И когда орудия снова развернулись и последовала команда «К бою», она спохватилась — куда девался раненый наводчик? Спросила командира батареи. Тот ответил:
— За нашего «астронома» не беспокойтесь. Его тянет к звездам. Раз пошли вперед, значит, он там будет лечить свои раны.
Вместе с орудийными расчетами, которые сопровождали пехоту огнем и колесами, Катя надеялась догнать «тринадцатого», но он все время был где-то впереди. При форсировании Десны, а затем Днепра, в боях за днепровский плацдарм она буквально шла по его свежему следу, но так ни разу и не смогла увидеть.
— Говорит «чертова дюжина». Огонь на меня. Мои координаты...
И артиллеристы открывали огонь по этим координатам. Затем в наушниках рации раздавалась брань:
— Кто там стреляет? Салаги! Стрельба по площадям — пустое дело. Принимайте цели: первая... вторая... третья...

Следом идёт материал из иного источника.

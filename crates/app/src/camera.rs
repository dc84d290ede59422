//! Webcam capture and preview window backed by OpenCV.

use std::time::Duration;

use mindbeat_core::{Display, FrameSource, MindbeatError, Overlay, Region, Result, VideoFrame};
use opencv::{
    core::{Mat, Point, Rect, Scalar, Vector},
    highgui, imgcodecs, imgproc,
    prelude::*,
    videoio::{VideoCapture, CAP_ANY},
};

pub(crate) fn cv_error(err: opencv::Error) -> MindbeatError {
    MindbeatError::device(err.to_string())
}

/// One BGR frame straight from the camera.
pub struct CameraFrame(Mat);

impl CameraFrame {
    /// JPEG-encodes `region` of the frame.
    pub fn encode_region(&self, region: Region) -> Result<Vec<u8>> {
        if region.is_empty() {
            return Err(MindbeatError::classifier("frame too small to classify"));
        }

        let rect = Rect::new(
            region.x as i32,
            region.y as i32,
            region.width as i32,
            region.height as i32,
        );
        let crop = Mat::roi(&self.0, rect)
            .and_then(|roi| roi.try_clone())
            .map_err(cv_error)?;

        let mut encoded = Vector::<u8>::new();
        let written = imgcodecs::imencode(".jpg", &crop, &mut encoded, &Vector::new())
            .map_err(cv_error)?;
        if !written {
            return Err(MindbeatError::classifier("could not encode frame"));
        }
        Ok(encoded.to_vec())
    }
}

impl VideoFrame for CameraFrame {
    fn width(&self) -> u32 {
        self.0.cols().max(0) as u32
    }

    fn height(&self) -> u32 {
        self.0.rows().max(0) as u32
    }
}

/// Open video capture device. Released on drop.
pub struct Camera {
    capture: VideoCapture,
    index: i32,
}

impl Camera {
    pub fn open(index: i32) -> Result<Self> {
        let capture = VideoCapture::new(index, CAP_ANY).map_err(cv_error)?;
        if !capture.is_opened().map_err(cv_error)? {
            return Err(MindbeatError::device(format!("camera {index} failed to open")));
        }
        tracing::info!(index, "camera opened");
        Ok(Self { capture, index })
    }
}

impl FrameSource for Camera {
    type Frame = CameraFrame;

    fn next_frame(&mut self) -> Result<CameraFrame> {
        let mut frame = Mat::default();
        let grabbed = self.capture.read(&mut frame).map_err(cv_error)?;
        if !grabbed || frame.empty() {
            return Err(MindbeatError::device(format!(
                "camera {} returned no frame",
                self.index
            )));
        }
        Ok(CameraFrame(frame))
    }
}

impl Drop for Camera {
    fn drop(&mut self) {
        if let Err(err) = self.capture.release() {
            tracing::warn!(error = %err, "failed to release camera");
        }
        tracing::debug!(index = self.index, "camera released");
    }
}

/// HighGUI window that shows frames and reads the keyboard.
pub struct Window {
    title: String,
}

impl Window {
    pub fn open(title: &str) -> Result<Self> {
        highgui::named_window(title, highgui::WINDOW_AUTOSIZE).map_err(cv_error)?;
        Ok(Self {
            title: title.to_string(),
        })
    }
}

impl Display<CameraFrame> for Window {
    fn render(&mut self, frame: &mut CameraFrame, overlay: &Overlay) -> Result<()> {
        let (blue, green, red) = overlay.color;
        imgproc::put_text(
            &mut frame.0,
            &overlay.text,
            Point::new(overlay.origin.0, overlay.origin.1),
            imgproc::FONT_HERSHEY_SIMPLEX,
            overlay.scale,
            Scalar::new(blue as f64, green as f64, red as f64, 0.0),
            overlay.thickness,
            imgproc::LINE_8,
            false,
        )
        .map_err(cv_error)?;
        highgui::imshow(&self.title, &frame.0).map_err(cv_error)
    }

    fn poll_key(&mut self, timeout: Duration) -> Result<Option<i32>> {
        // wait_key(0) would block forever.
        let millis = timeout.as_millis().clamp(1, i32::MAX as u128) as i32;
        let key = highgui::wait_key(millis).map_err(cv_error)?;
        Ok((key >= 0).then_some(key))
    }
}

impl Drop for Window {
    fn drop(&mut self) {
        if let Err(err) = highgui::destroy_all_windows() {
            tracing::warn!(error = %err, "failed to close preview window");
        }
    }
}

В операции на житомирском направлении Катя отстала от него очень далеко. Он, как потом ей стало известно, захватил у немцев бронетранспортер и преследовал отходящие части противника на трофейной технике, указывал цели артиллерии, наводил нашу авиацию на скопление немецких войск, которые в районе Коростеня были отрезаны и окружены. И только там, за Коростенем, «тринадцатый» — начальник артиллерийской разведки дивизии — вышел из строя, и Катя догнала его. Он уже не мог двигаться: был без сознания от тяжелого ранения и контузии.
Доставка раненого командира в армейский госпиталь осложнялась тем, что в те дни в тылы наших войск прорвались немецкие танки. Где свои, где чужие — никто не мог как следует рассказать. И девушка, взявшая на себя, казалось, непосильную задачу — спасти умирающего человека, искала пути самостоятельно. Три дня и три ночи пробиралась она на санитарной повозке по проселкам и перелескам, благо у нее был опыт партизанской разведчицы, и она более ста километров смогла преодолеть, избегая прямых встреч с фашистами. Когда наконец добралась до Дымерского госпиталя, больной командир дышал с большими перерывами, губы посинели, глаза провалились, нога почернела. В Дымерском госпитале его не приняли, направили в Дарницу, во фронтовой хирургический, чтоб отнять ногу и тем попытаться вернуть человека к жизни.